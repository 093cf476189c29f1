//! The similarity index
//! Exact nearest-neighbor search by inner product over normalized vectors

use crate::error::{MatchError, Result};
use crate::vector::dot_product;

/// A scored row returned by [`SimilarityIndex::nearest`].
#[derive(Debug, Clone, Copy, PartialEq)]
pub struct Neighbor {
    pub row: usize,
    pub score: f32,
}

/// Flat brute-force index.
///
/// Rows are stored contiguously as `[r0_d0, r0_d1, ..., r1_d0, ...]`. The
/// dimension is either fixed up front or taken from the first inserted row,
/// and never changes afterwards.
#[derive(Debug, Default)]
pub struct SimilarityIndex {
    vectors: Vec<f32>,
    dimension: Option<usize>,
    rows: usize,
}

impl SimilarityIndex {
    /// Creates an empty index whose dimension is set by the first insert.
    pub fn new() -> Self {
        Self { vectors: Vec::new(), dimension: None, rows: 0 }
    }

    /// Creates an empty index that only accepts vectors of length `dimension`.
    pub fn with_dimension(dimension: usize) -> Self {
        Self { vectors: Vec::new(), dimension: Some(dimension), rows: 0 }
    }

    pub fn dimension(&self) -> Option<usize> {
        self.dimension
    }

    pub fn row_count(&self) -> usize {
        self.rows
    }

    /// Checks that a vector of length `len` may be inserted or queried.
    pub fn check_dimension(&self, len: usize) -> Result<()> {
        match self.dimension {
            Some(d) if d != len => Err(MatchError::DimensionMismatch { expected: d, actual: len }),
            _ => Ok(()),
        }
    }

    /// Appends `vector` as a new row and returns the row index.
    ///
    /// Callers must have passed the vector through [`check_dimension`](Self::check_dimension)
    /// first; insert itself never fails so that it can follow a store append
    /// without leaving the two out of step.
    pub fn insert(&mut self, vector: &[f32]) -> usize {
        debug_assert!(self.check_dimension(vector.len()).is_ok());
        if self.dimension.is_none() {
            self.dimension = Some(vector.len());
        }

        self.vectors.extend_from_slice(vector);
        self.rows += 1;
        self.rows - 1
    }

    /// Returns up to `k` rows with the highest dot product against `query`,
    /// by descending score. Equal scores keep the earlier-inserted row first.
    pub fn nearest(&self, query: &[f32], k: usize) -> Result<Vec<Neighbor>> {
        if self.rows == 0 {
            return Err(MatchError::EmptyIndex);
        }
        self.check_dimension(query.len())?;

        if k == 0 {
            return Ok(Vec::new());
        }
        // Never more results than rows, whatever the caller asked for
        let k = k.min(self.rows);

        let mut best: Vec<Neighbor> = Vec::with_capacity(k + 1);
        for row in 0..self.rows {
            let score = dot_product(self.row(row), query)?;
            // `>=` places a new row after existing equal scores, so the lower row wins ties
            let at = best.partition_point(|n| n.score >= score);
            if at < k {
                best.insert(at, Neighbor { row, score });
                best.truncate(k);
            }
        }

        Ok(best)
    }

    /// Slice of the flat array holding `row`.
    fn row(&self, row: usize) -> &[f32] {
        let dim = self.dimension.unwrap_or(0);
        let start = row * dim;
        &self.vectors[start..start + dim]
    }
}

#[cfg(test)]
mod index_test {
    use super::*;
    use crate::vector::l2_norm;

    fn unit(v: &[f32]) -> Vec<f32> {
        l2_norm(v).unwrap()
    }

    #[test]
    fn test_insert_sets_dimension() {
        let mut index = SimilarityIndex::new();
        assert_eq!(index.dimension(), None);

        assert_eq!(index.insert(&unit(&[1.0, 2.0, 3.0])), 0);
        assert_eq!(index.insert(&unit(&[3.0, 2.0, 1.0])), 1);

        assert_eq!(index.dimension(), Some(3));
        assert_eq!(index.row_count(), 2);
        assert_eq!(index.vectors.len(), 6);
    }

    #[test]
    fn test_check_dimension() {
        let mut index = SimilarityIndex::new();
        assert!(index.check_dimension(7).is_ok());

        index.insert(&unit(&[1.0, 0.0]));
        assert!(index.check_dimension(2).is_ok());
        assert_eq!(
            index.check_dimension(3).unwrap_err(),
            MatchError::DimensionMismatch { expected: 2, actual: 3 }
        );
    }

    #[test]
    fn test_fixed_dimension() {
        let index = SimilarityIndex::with_dimension(128);
        assert_eq!(index.dimension(), Some(128));
        assert!(index.check_dimension(3).is_err());
    }

    #[test]
    fn test_nearest_empty() {
        let index = SimilarityIndex::new();
        assert_eq!(index.nearest(&[1.0], 1).unwrap_err(), MatchError::EmptyIndex);
    }

    #[test]
    fn test_nearest_dimension_mismatch() {
        let mut index = SimilarityIndex::new();
        index.insert(&unit(&[1.0, 0.0, 0.0]));

        let err = index.nearest(&[1.0, 0.0], 1).unwrap_err();
        assert_eq!(err, MatchError::DimensionMismatch { expected: 3, actual: 2 });
    }

    #[test]
    fn test_nearest_orders_by_score() {
        let mut index = SimilarityIndex::new();
        index.insert(&unit(&[0.0, 1.0, 0.0]));
        index.insert(&unit(&[1.0, 0.0, 0.0]));
        index.insert(&unit(&[0.7, 0.7, 0.0]));

        let result = index.nearest(&unit(&[1.0, 0.0, 0.0]), 3).unwrap();

        let rows: Vec<usize> = result.iter().map(|n| n.row).collect();
        assert_eq!(rows, vec![1, 2, 0]);
        assert!((result[0].score - 1.0).abs() < 1e-6);
        for w in result.windows(2) {
            assert!(w[0].score >= w[1].score);
        }
    }

    #[test]
    fn test_nearest_ties_prefer_lowest_row() {
        let mut index = SimilarityIndex::new();
        index.insert(&unit(&[0.0, 1.0]));
        index.insert(&unit(&[1.0, 0.0]));
        index.insert(&unit(&[1.0, 0.0]));
        index.insert(&unit(&[1.0, 0.0]));

        let result = index.nearest(&[1.0, 0.0], 1).unwrap();
        assert_eq!(result, vec![Neighbor { row: 1, score: 1.0 }]);

        let result = index.nearest(&[1.0, 0.0], 3).unwrap();
        let rows: Vec<usize> = result.iter().map(|n| n.row).collect();
        assert_eq!(rows, vec![1, 2, 3]);
    }

    #[test]
    fn test_nearest_k_larger_than_rows() {
        let mut index = SimilarityIndex::new();
        index.insert(&unit(&[1.0, 0.0]));
        index.insert(&unit(&[0.0, 1.0]));

        assert_eq!(index.nearest(&[1.0, 0.0], 10).unwrap().len(), 2);
        assert!(index.nearest(&[1.0, 0.0], 0).unwrap().is_empty());
    }

    #[test]
    fn test_nearest_huge_k_is_capped() {
        let mut index = SimilarityIndex::new();
        index.insert(&unit(&[1.0, 0.0]));

        let result = index.nearest(&[1.0, 0.0], usize::MAX / 2).unwrap();
        assert_eq!(result, vec![Neighbor { row: 0, score: 1.0 }]);

        let result = index.nearest(&[1.0, 0.0], usize::MAX).unwrap();
        assert_eq!(result.len(), 1);
    }

    #[test]
    fn test_nearest_matches_exhaustive_scan() {
        // Deterministic pseudo-random rows (LCG), checked against a full sort
        let dim = 16;
        let mut state = 42u64;
        let mut next = || {
            state = state.wrapping_mul(6364136223846793005).wrapping_add(1);
            ((state >> 33) as f32) / (u32::MAX as f32) * 2.0 - 1.0
        };

        let mut index = SimilarityIndex::new();
        let mut rows = Vec::new();
        for _ in 0..200 {
            let v = unit(&(0..dim).map(|_| next()).collect::<Vec<_>>());
            index.insert(&v);
            rows.push(v);
        }
        let query = unit(&(0..dim).map(|_| next()).collect::<Vec<_>>());

        let mut expected: Vec<(usize, f32)> = rows
            .iter()
            .enumerate()
            .map(|(i, v)| (i, dot_product(v, &query).unwrap()))
            .collect();
        expected.sort_by(|a, b| b.1.total_cmp(&a.1).then(a.0.cmp(&b.0)));

        let result = index.nearest(&query, 5).unwrap();
        let got: Vec<usize> = result.iter().map(|n| n.row).collect();
        let want: Vec<usize> = expected.iter().take(5).map(|(i, _)| *i).collect();
        assert_eq!(got, want);
    }
}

···

= TASK DETAILS =
Please transcribe the material line by line, exactly, from its opening line through the line that contains "Rows are stored".

= RESPONSE TO THIS TASK =
repository 093cf476189c29f1
//! The similarity index
//! Exact nearest-neighbor search by inner product over normalized vectors

use crate::error::{MatchError, Result};
use crate::vector::dot_product;

/// A scored row returned by [`SimilarityIndex::nearest`].
#[derive(Debug, Clone, Copy, PartialEq)]
pub struct Neighbor {
    pub row: usize,
    pub score: f32,
}

/// Flat brute-force index.
///
/// Rows are stored contiguously as `[r0_d0, r0_d1, ..., r1_d0, ...]`. The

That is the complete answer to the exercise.